__Work instructions__
Count the lines in the data below holding the string "impl" and write the total by itself.

__Dataset entries__
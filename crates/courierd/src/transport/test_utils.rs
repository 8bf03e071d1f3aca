//! Test doubles for driving connections without sockets.

use std::cell::Cell;
use std::collections::VecDeque;
use std::io::{self, Read, Write};

use courier_wire::{CodecError, JsonLinesCodec, Request, Response, TransportCodec};

/// Non-blocking stand-in for a socket.
///
/// Reads drain `input` and then block, or report end-of-stream once `eof` is
/// set. Writes stop with `WouldBlock` when `write_budget` runs out.
#[derive(Default)]
pub(crate) struct MemoryStream {
    pub(crate) input: VecDeque<u8>,
    pub(crate) eof: bool,
    pub(crate) output: Vec<u8>,
    pub(crate) write_budget: Option<usize>,
}

impl MemoryStream {
    pub(crate) fn with_input(bytes: &[u8]) -> Self {
        Self {
            input: bytes.iter().copied().collect(),
            ..Self::default()
        }
    }
}

impl Read for MemoryStream {
    fn read(&mut self, buf: &mut [u8]) -> io::Result<usize> {
        if self.input.is_empty() {
            return if self.eof {
                Ok(0)
            } else {
                Err(io::ErrorKind::WouldBlock.into())
            };
        }
        let count = buf.len().min(self.input.len());
        for (slot, byte) in buf.iter_mut().zip(self.input.drain(..count)) {
            *slot = byte;
        }
        Ok(count)
    }
}

impl Write for MemoryStream {
    fn write(&mut self, buf: &[u8]) -> io::Result<usize> {
        let accepted = match self.write_budget {
            Some(0) => return Err(io::ErrorKind::WouldBlock.into()),
            Some(budget) => budget.min(buf.len()),
            None => buf.len(),
        };
        if let Some(budget) = self.write_budget.as_mut() {
            *budget -= accepted;
        }
        self.output
            .extend_from_slice(buf.get(..accepted).unwrap_or_default());
        Ok(accepted)
    }

    fn flush(&mut self) -> io::Result<()> {
        Ok(())
    }
}

/// JSON-lines codec that counts how often responses are encoded.
#[derive(Default)]
pub(crate) struct CountingCodec {
    pub(crate) encodes: Cell<usize>,
}

impl TransportCodec for CountingCodec {
    fn decode(&self, inbound: &mut Vec<u8>) -> Result<Option<Request>, CodecError> {
        JsonLinesCodec::new().decode(inbound)
    }

    fn decode_eof(&self, inbound: &mut Vec<u8>) -> Result<Option<Request>, CodecError> {
        JsonLinesCodec::new().decode_eof(inbound)
    }

    fn encode(&self, response: &Response, outbound: &mut Vec<u8>) -> Result<(), CodecError> {
        self.encodes.set(self.encodes.get() + 1);
        JsonLinesCodec::new().encode(response, outbound)
    }
}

__Response area__
4